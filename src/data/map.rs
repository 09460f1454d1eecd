use serde::Serialize;

use super::countries::{resolve, Continent, Iso3, Resolution};
use super::model::GdpTable;
use super::regions::RegionConfig;

/// One coloured country on a regional map.
#[derive(Debug, Clone, PartialEq, Serialize)]
pub struct MapRow {
    #[serde(rename = "Country Name")]
    pub country: String,
    #[serde(rename = "ISO3")]
    pub iso3: Iso3,
    /// GDP per capita rounded to cents.
    #[serde(rename = "Value")]
    pub value: f64,
    #[serde(skip)]
    pub continent: Continent,
}

/// Map-ready rows for a single year.
#[derive(Debug, Clone, Default, PartialEq)]
pub struct MapFrame {
    pub rows: Vec<MapRow>,
    /// Names that had a value but no ISO code; dropped from `rows`.
    pub unresolved: Vec<String>,
}

impl MapFrame {
    /// Every country with a value for `year`, ISO-coded and rounded.
    ///
    /// A year outside the table yields an empty frame.
    pub fn build(table: &GdpTable, year: i32) -> Self {
        let Some(row) = table.year_row(year) else {
            log::warn!("No data for map year {year}");
            return MapFrame::default();
        };
        let values = table
            .countries()
            .iter()
            .zip(row)
            .filter_map(|(name, value)| value.map(|v| (name.as_str(), v)));
        Self::from_values(values)
    }

    /// Build a frame from (country name, value) pairs.
    pub fn from_values<'a>(values: impl IntoIterator<Item = (&'a str, f64)>) -> Self {
        let mut frame = MapFrame::default();
        for (name, value) in values {
            match resolve(name) {
                Resolution::Resolved(iso3) => frame.rows.push(MapRow {
                    country: name.to_string(),
                    iso3,
                    value: round_cents(value),
                    continent: iso3.identity().continent,
                }),
                Resolution::Unresolved => frame.unresolved.push(name.to_string()),
            }
        }
        if !frame.unresolved.is_empty() {
            log::debug!(
                "Dropped {} rows without an ISO3 code: {:?}",
                frame.unresolved.len(),
                frame.unresolved
            );
        }
        frame
    }

    /// Rows belonging to one map tab.
    pub fn rows_for<'a>(&'a self, region: &'a RegionConfig) -> impl Iterator<Item = &'a MapRow> + 'a {
        self.rows.iter().filter(move |r| r.continent == region.continent)
    }

    pub fn len(&self) -> usize {
        self.rows.len()
    }

    pub fn is_empty(&self) -> bool {
        self.rows.is_empty()
    }
}

/// Round to 2 decimal places, ties to even.
pub fn round_cents(value: f64) -> f64 {
    (value * 100.0).round_ties_even() / 100.0
}

#[cfg(test)]
mod tests {
    use super::*;
    use crate::data::regions::region;

    #[test]
    fn unresolved_rows_are_dropped() {
        let frame = MapFrame::from_values([("United States", 85_809.899_1), ("Not A Country", 1.0)]);
        assert_eq!(frame.len(), 1);
        assert_eq!(frame.rows[0].iso3.as_str(), "USA");
        assert_eq!(frame.rows[0].value, 85_809.9);
        assert_eq!(frame.unresolved, ["Not A Country"]);
    }

    #[test]
    fn values_are_rounded_to_cents() {
        let frame = MapFrame::from_values([("Chad", 1_234.567_8), ("Peru", 7_000.001)]);
        let values: Vec<f64> = frame.rows.iter().map(|r| r.value).collect();
        assert_eq!(values, [1_234.57, 7_000.0]);
    }

    #[test]
    fn build_skips_absent_cells_and_aggregates() {
        let table = GdpTable::from_rows(
            2023..=2024,
            vec![
                ("Germany".into(), vec![Some(1.0), Some(54_343.226)]),
                ("France".into(), vec![Some(1.0), None]),
                ("World".into(), vec![Some(1.0), Some(13_600.0)]),
            ],
        )
        .unwrap();

        let frame = MapFrame::build(&table, 2024);
        assert_eq!(frame.len(), 1);
        assert_eq!(frame.rows[0].country, "Germany");
        assert_eq!(frame.rows[0].value, 54_343.23);
        assert_eq!(frame.unresolved, ["World"]);

        assert!(MapFrame::build(&table, 2030).is_empty());
    }

    #[test]
    fn rows_are_split_by_region() {
        let frame = MapFrame::from_values([("Germany", 1.0), ("Kenya", 2.0), ("Peru", 3.0), ("Mexico", 4.0)]);
        let europe: Vec<&str> = frame
            .rows_for(region("europe").unwrap())
            .map(|r| r.country.as_str())
            .collect();
        let north_america: Vec<&str> = frame
            .rows_for(region("north_america").unwrap())
            .map(|r| r.country.as_str())
            .collect();
        assert_eq!(europe, ["Germany"]);
        assert_eq!(north_america, ["Mexico"]);
    }
}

####

YOUR OBJECTIVE: Set all of the records down again, exactly as they stand.

WRITTEN RESPONSE:
filename src/data/map.rs
repository 09460f1454d1eecd
use serde::Serialize;

use super::countries::{resolve, Continent, Iso3, Resolution};
use super::model::GdpTable;
use super::regions::RegionConfig;

/// One coloured country on a regional map.
#[derive(Debug, Clone, PartialEq, Serialize)]
pub struct MapRow {
    #[serde(rename = "Country Name")]
    pub country: String,
    #[serde(rename = "ISO3")]
    pub iso3: Iso3,
    /// GDP per capita rounded to cents.
    #[serde(rename = "Value")]
    pub value: f64,
    #[serde(skip)]
    pub continent: Continent,
}

/// Map-ready rows for a single year.
#[derive(Debug, Clone, Default, PartialEq)]
pub struct MapFrame {
    pub rows: Vec<MapRow>,
    /// Names that had a value but no ISO code; dropped from `rows`.
    pub unresolved: Vec<String>,
}

impl MapFrame {
    /// Every country with a value for `year`, ISO-coded and rounded.
    ///
    /// A year outside the table yields an empty frame.
    pub fn build(table: &GdpTable, year: i32) -> Self {
        let Some(row) = table.year_row(year) else {
            log::warn!("No data for map year {year}");
            return MapFrame::default();
        };
        let values = table
            .countries()
            .iter()
            .zip(row)
            .filter_map(|(name, value)| value.map(|v| (name.as_str(), v)));
        Self::from_values(values)
    }

    /// Build a frame from (country name, value) pairs.
    pub fn from_values<'a>(values: impl IntoIterator<Item = (&'a str, f64)>) -> Self {
        let mut frame = MapFrame::default();
        for (name, value) in values {
            match resolve(name) {
                Resolution::Resolved(iso3) => frame.rows.push(MapRow {
                    country: name.to_string(),
                    iso3,
                    value: round_cents(value),
                    continent: iso3.identity().continent,
                }),
                Resolution::Unresolved => frame.unresolved.push(name.to_string()),
            }
        }
        if !frame.unresolved.is_empty() {
            log::debug!(
                "Dropped {} rows without an ISO3 code: {:?}",
                frame.unresolved.len(),
                frame.unresolved
            );
        }
        frame
    }

    /// Rows belonging to one map tab.
    pub fn rows_for<'a>(&'a self, region: &'a RegionConfig) -> impl Iterator<Item = &'a MapRow> + 'a {
        self.rows.iter().filter(move |r| r.continent == region.continent)
    }

    pub fn len(&self) -> usize {
        self.rows.len()
    }

    pub fn is_empty(&self) -> bool {
        self.rows.is_empty()
    }
}

/// Round to 2 decimal places, ties to even.
pub fn round_cents(value: f64) -> f64 {
    (value * 100.0).round_ties_even() / 100.0
}

#[cfg(test)]
mod tests {
    use super::*;
    use crate::data::regions::region;

    #[test]
    fn unresolved_rows_are_dropped() {
        let frame = MapFrame::from_values([("United States", 85_809.899_1), ("Not A Country", 1.0)]);
        assert_eq!(frame.len(), 1);
        assert_eq!(frame.rows[0].iso3.as_str(), "USA");
        assert_eq!(frame.rows[0].value, 85_809.9);
        assert_eq!(frame.unresolved, ["Not A Country"]);
    }

    #[test]
    fn values_are_rounded_to_cents() {
        let frame = MapFrame::from_values([("Chad", 1_234.567_8), ("Peru", 7_000.001)]);
        let values: Vec<f64> = frame.rows.iter().map(|r| r.value).collect();
        assert_eq!(values, [1_234.57, 7_000.0]);
    }

    #[test]
    fn build_skips_absent_cells_and_aggregates() {
        let table = GdpTable::from_rows(
            2023..=2024,
            vec![
                ("Germany".into(), vec![Some(1.0), Some(54_343.226)]),
                ("France".into(), vec![Some(1.0), None]),
                ("World".into(), vec![Some(1.0), Some(13_600.0)]),
            ],
        )
        .unwrap();

        let frame = MapFrame::build(&table, 2024);
        assert_eq!(frame.len(), 1);
        assert_eq!(frame.rows[0].country, "Germany");
        assert_eq!(frame.rows[0].value, 54_343.23);
        assert_eq!(frame.unresolved, ["World"]);

        assert!(MapFrame::build(&table, 2030).is_empty());
    }

    #[test]
    fn rows_are_split_by_region() {
        let frame = MapFrame::from_values([("Germany", 1.0), ("Kenya", 2.0), ("Peru", 3.0), ("Mexico", 4.0)]);
        let europe: Vec<&str> = frame
            .rows_for(region("europe").unwrap())
            .map(|r| r.country.as_str())
            .collect();
        let north_america: Vec<&str> = frame
            .rows_for(region("north_america").unwrap())
            .map(|r| r.country.as_str())
            .collect();
        assert_eq!(europe, ["Germany"]);
        assert_eq!(north_america, ["Mexico"]);
    }
}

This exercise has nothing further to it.